By Tim Sandle     Feb 10, 2020 in Health
A new study investigates the risks surrounding 'take-home' exposures, that is with workers who are exposed to various toxic contaminants as part of their job and then inadvertently bring this home, posing a risk to themselves and their families.
The U.S. research calls the level of toxic exposure a major health hazard and an area that has not been properly regulated. While some legislation exists for some types of toxic substances that workers might become exposed to, such as asbestos of lead, there are many other types of chemicals and materials that fall outside of current guidance. Furthermore, even where regulations exist these focus on the worker at work and do not extend to contamination brought back by the worker into the family home.

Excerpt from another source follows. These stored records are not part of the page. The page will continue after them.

//! Background document writer.
//!
//! Mutations hand a serialized snapshot to [`Persister::write`] and return
//! immediately. A single task drains the queue, so snapshots land on disk in
//! the order they were taken. Bursts coalesce: only the newest queued snapshot
//! is written.

use std::path::{Path, PathBuf};

use tokio::sync::{mpsc, oneshot};
use tracing::{debug, warn};

use crate::observability::metrics;

enum PersistCommand {
    Write(String),
    Flush(oneshot::Sender<()>),
}

/// Handle to the writer task. Cheap to clone.
#[derive(Debug, Clone)]
pub struct Persister {
    tx: mpsc::UnboundedSender<PersistCommand>,
}

impl std::fmt::Debug for PersistCommand {
    fn fmt(&self, f: &mut std::fmt::Formatter<'_>) -> std::fmt::Result {
        match self {
            PersistCommand::Write(snapshot) => write!(f, "Write({} bytes)", snapshot.len()),
            PersistCommand::Flush(_) => write!(f, "Flush"),
        }
    }
}

impl Persister {
    /// Spawn the writer task on the current Tokio runtime.
    pub fn spawn(path: PathBuf) -> Self {
        let (tx, rx) = mpsc::unbounded_channel();
        tokio::spawn(run(path, rx));
        Self { tx }
    }

    /// Queue a snapshot for writing. Never blocks, never fails the caller.
    pub fn write(&self, snapshot: String) {
        if self.tx.send(PersistCommand::Write(snapshot)).is_err() {
            warn!("Persistence writer stopped; snapshot dropped");
        }
    }

    /// Wait until every snapshot queued before this call has been written.
    pub async fn flush(&self) {
        let (ack_tx, ack_rx) = oneshot::channel();
        if self.tx.send(PersistCommand::Flush(ack_tx)).is_ok() {
            let _ = ack_rx.await;
        }
    }
}

async fn run(path: PathBuf, mut rx: mpsc::UnboundedReceiver<PersistCommand>) {
    debug!(path = %path.display(), "Persistence writer started");

    while let Some(command) = rx.recv().await {
        let mut latest = None;
        let mut acks = Vec::new();

        match command {
            PersistCommand::Write(snapshot) => latest = Some(snapshot),
            PersistCommand::Flush(ack) => acks.push(ack),
        }
        while let Ok(next) = rx.try_recv() {
            match next {
                PersistCommand::Write(snapshot) => latest = Some(snapshot),
                PersistCommand::Flush(ack) => acks.push(ack),
            }
        }

        if let Some(snapshot) = latest {
            match write_document(&path, &snapshot).await {
                Ok(()) => {
                    metrics::record_persist(true, snapshot.len());
                    debug!(path = %path.display(), bytes = snapshot.len(), "Document persisted");
                }
                Err(e) => {
                    metrics::record_persist(false, snapshot.len());
                    warn!(path = %path.display(), error = %e, "Failed to persist document");
                }
            }
        }

        for ack in acks {
            let _ = ack.send(());
        }
    }

    debug!(path = %path.display(), "Persistence writer stopped");
}

/// Write to a sibling temp file, then rename over the target.
async fn write_document(path: &Path, contents: &str) -> std::io::Result<()> {
    if let Some(parent) = path.parent().filter(|p| !p.as_os_str().is_empty()) {
        tokio::fs::create_dir_all(parent).await?;
    }

    let mut tmp = path.as_os_str().to_owned();
    tmp.push(".tmp");
    let tmp = PathBuf::from(tmp);

    tokio::fs::write(&tmp, contents).await?;
    tokio::fs::rename(&tmp, path).await
}
//! Route table and lookup.
//!
//! # Responsibilities
//! - Store (method, pattern, handler) entries
//! - Look up the first entry matching a request method and target
//! - Return the matched route with its extracted path match, or explicit no-match
//!
//! # Design Decisions
//! - Built once at startup, immutable afterwards (shared via Arc, no locks)
//! - O(n) scan in declaration order; first match wins
//! - Method and pattern must both match; a known path with the wrong method is a no-match

use std::fmt;
use std::sync::Arc;

use axum::http::Method;

use crate::http::{ApiResult, RouteRequest};
use crate::routing::matcher::{PathMatch, PathPattern};

/// A route handler. Handlers close over whatever state they need.
pub type Handler = Arc<dyn Fn(RouteRequest) -> ApiResult + Send + Sync>;

/// A single route entry.
pub struct Route {
    method: Method,
    pattern: PathPattern,
    handler: Handler,
}

impl Route {
    pub fn method(&self) -> &Method {
        &self.method
    }

    /// The template the route was declared with, e.g. `/tasks/:id`.
    pub fn template(&self) -> &str {
        self.pattern.template()
    }

    /// Invoke the handler.
    pub fn handle(&self, request: RouteRequest) -> ApiResult {
        (self.handler)(request)
    }
}

impl fmt::Debug for Route {
    fn fmt(&self, f: &mut fmt::Formatter<'_>) -> fmt::Result {
        f.debug_struct("Route")
            .field("method", &self.method)
            .field("template", &self.template())
            .finish_non_exhaustive()
    }
}

/// A route matched against a request.
#[derive(Debug)]
pub struct RouteMatch<'a> {
    pub route: &'a Route,
    pub path_match: PathMatch,
}

/// Ordered, immutable list of routes.
#[derive(Debug, Default)]
pub struct RouteTable {
    routes: Vec<Route>,
}

impl RouteTable {
    pub fn new() -> Self {
        Self::default()
    }

    /// Append a route.
    ///
    /// # Panics
    /// Panics if `template` is malformed (see [`PathPattern::new`]).
    pub fn route<F>(mut self, method: Method, template: &str, handler: F) -> Self
    where
        F: Fn(RouteRequest) -> ApiResult + Send + Sync + 'static,
    {
        self.routes.push(Route {
            method,
            pattern: PathPattern::new(template),
            handler: Arc::new(handler),
        });
        self
    }

    /// Find the first route matching `method` and `target` (path plus optional query).
    pub fn match_request(&self, method: &Method, target: &str) -> Option<RouteMatch<'_>> {
        self.routes
            .iter()
            .filter(|route| route.method == *method)
            .find_map(|route| {
                route
                    .pattern
                    .matches(target)
                    .map(|path_match| RouteMatch { route, path_match })
            })
    }

    pub fn len(&self) -> usize {
        self.routes.len()
    }

    pub fn is_empty(&self) -> bool {
        self.routes.is_empty()
    }

    pub fn routes(&self) -> impl Iterator<Item = &Route> {
        self.routes.iter()
    }
}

The findings come from the Boston University School of Public Health and the Harvard T.H. Chan School of Public Health, and the data indicates that exposure of work-related contaminants in the family home is relatively common.
According to lead researcher Dr. Diana Ceballos, one case study involved a workman who was employed at an electronics recycling facility. The man’s job included grinding down the lead glass from cathode ray tubes. The worker would bring home traces of lead dust on his body and clothing, producing particles deposited within the home environment. Over time the lead exposure adversely impacted upon the health of his young daughter and son. Significant levels of lead poisoning occurred in less than one year.

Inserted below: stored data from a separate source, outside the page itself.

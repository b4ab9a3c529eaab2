//! Structured logging.
//!
//! # Design Decisions
//! - Uses tracing crate for structured logging
//! - `RUST_LOG` wins over the configured level

use tracing_subscriber::{layer::SubscriberExt, util::SubscriberInitExt, EnvFilter};

/// Default filter directive for a configured level.
pub fn default_directive(level: &str) -> String {
    format!("task_api={level},tower_http={level}")
}

/// Install the global subscriber. Safe to call more than once; later calls are ignored.
pub fn init_logging(level: &str) {
    let filter = EnvFilter::try_from_default_env()
        .unwrap_or_else(|_| EnvFilter::new(default_directive(level)));

    let _ = tracing_subscriber::registry()
        .with(filter)
        .with(tracing_subscriber::fmt::layer())
        .try_init();
}
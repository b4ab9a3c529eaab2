//! Record store subsystem.
//!
//! # Data Flow
//! ```text
//! Startup:
//!     db.json → database.rs (load whole document, or start empty + persist)
//!
//! Mutation (insert / update / partial_update / delete):
//!     handler → database.rs (mutate under write lock)
//!     → serialize full snapshot
//!     → persist.rs (queue, coalesce, temp file + rename)
//!
//! Query (select / find):
//!     handler → database.rs (read lock, clone matching records)
//! ```
//!
//! # Design Decisions
//! - The whole document is the unit of persistence; no incremental writes
//! - Writes are fire-and-forget for callers but ordered by a single writer task
//! - Collections are created on first insert; no schema
//! - Ids are supplied by callers; uniqueness is not enforced

pub mod database;
pub mod error;
pub mod persist;
pub mod record;

pub use database::{Database, Document};
pub use error::{StoreError, StoreResult};
pub use record::{Fields, Filter, Record};
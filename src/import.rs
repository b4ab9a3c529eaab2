//! Bulk task import from delimited text files.
//!
//! Each data row becomes one `POST /tasks` with `{title, description}` taken
//! from the first two columns. The header row and empty lines are skipped.
//! Requests are sent one at a time and never retried.

use std::fs::File;
use std::io::Read;
use std::path::{Path, PathBuf};

use reqwest::{Client, StatusCode};
use serde::Serialize;
use thiserror::Error;

#[derive(Debug, Error)]
pub enum ImportError {
    #[error("failed to open {}: {source}", .path.display())]
    Open {
        path: PathBuf,
        #[source]
        source: std::io::Error,
    },

    #[error("malformed input: {0}")]
    Csv(#[from] csv::Error),

    #[error("request failed: {0}")]
    Http(#[from] reqwest::Error),
}

/// Payload for `POST /tasks`.
#[derive(Debug, Clone, PartialEq, Eq, Serialize)]
pub struct NewTask {
    pub title: String,
    pub description: String,
}

/// Outcome of an import run.
#[derive(Debug, Clone, Copy, Default, PartialEq, Eq)]
pub struct ImportSummary {
    pub sent: usize,
    pub created: usize,
    pub rejected: usize,
}

/// Minimal client for the tasks endpoint.
#[derive(Debug, Clone)]
pub struct TasksClient {
    client: Client,
    base_url: String,
}

impl TasksClient {
    pub fn new(base_url: &str) -> Self {
        Self::with_client(Client::new(), base_url)
    }

    pub fn with_client(client: Client, base_url: &str) -> Self {
        Self {
            client,
            base_url: base_url.trim_end_matches('/').to_string(),
        }
    }

    /// `POST /tasks`. Returns the response status; only transport failures are errors.
    pub async fn create_task(&self, task: &NewTask) -> Result<StatusCode, reqwest::Error> {
        let resp = self
            .client
            .post(format!("{}/tasks", self.base_url))
            .json(task)
            .send()
            .await?;
        Ok(resp.status())
    }
}

/// Stream rows from `reader`, skipping the header line.
pub fn rows<R: Read>(reader: R, delimiter: u8) -> impl Iterator<Item = Result<NewTask, ImportError>> {
    csv::ReaderBuilder::new()
        .delimiter(delimiter)
        .has_headers(true)
        .flexible(true)
        .from_reader(reader)
        .into_records()
        .map(|record| {
            let record = record?;
            Ok(NewTask {
                title: record.get(0).unwrap_or_default().to_string(),
                description: record.get(1).unwrap_or_default().to_string(),
            })
        })
}

/// Send every row of `reader` to the API, in order.
///
/// A transport error aborts the run. A rejected row (non-2xx) is logged and skipped.
pub async fn import_tasks<R: Read>(
    client: &TasksClient,
    reader: R,
    delimiter: u8,
) -> Result<ImportSummary, ImportError> {
    let mut summary = ImportSummary::default();

    for (index, row) in rows(reader, delimiter).enumerate() {
        let task = row?;
        let status = client.create_task(&task).await?;
        summary.sent += 1;

        if status.is_success() {
            summary.created += 1;
            tracing::debug!(row = index + 1, title = %task.title, "Task imported");
        } else {
            summary.rejected += 1;
            tracing::warn!(row = index + 1, title = %task.title, status = %status, "Task rejected");
        }
    }

    Ok(summary)
}

/// [`import_tasks`] over a file on disk.
pub async fn import_file(
    client: &TasksClient,
    path: &Path,
    delimiter: u8,
) -> Result<ImportSummary, ImportError> {
    let file = File::open(path).map_err(|source| ImportError::Open {
        path: path.to_path_buf(),
        source,
    })?;
    import_tasks(client, file, delimiter).await
}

While levels of exposure might not cause harm for healthy adults, or at least less quickly, the levels can often cause harm to young children.
These risks are not, the researchers stress, the result of workers being careless or ignorant of health and safety standards. Instead the problem is bigger and requires government intervention and guidance.
Dr. Ceballos says: “To prevent the chronic, low-level, take-home exposures that are particularly harmful for developing children, a multi-tier intervention approach including interventions at the workplace, home, and community levels are needed.”
Many workers from multi-industries will be affected by the issue, not just those employed in chemical factories. The issue is a concern, as an example, for people engaged in more casual and precarious forms of employment, such as construction work.
The research has been published in the journal the Annals of Work Exposures and Health. The research paper is titled “Eliminating Take-Home Exposures: Recognizing the Role of Occupational Health and Safety in Broader Community Health.”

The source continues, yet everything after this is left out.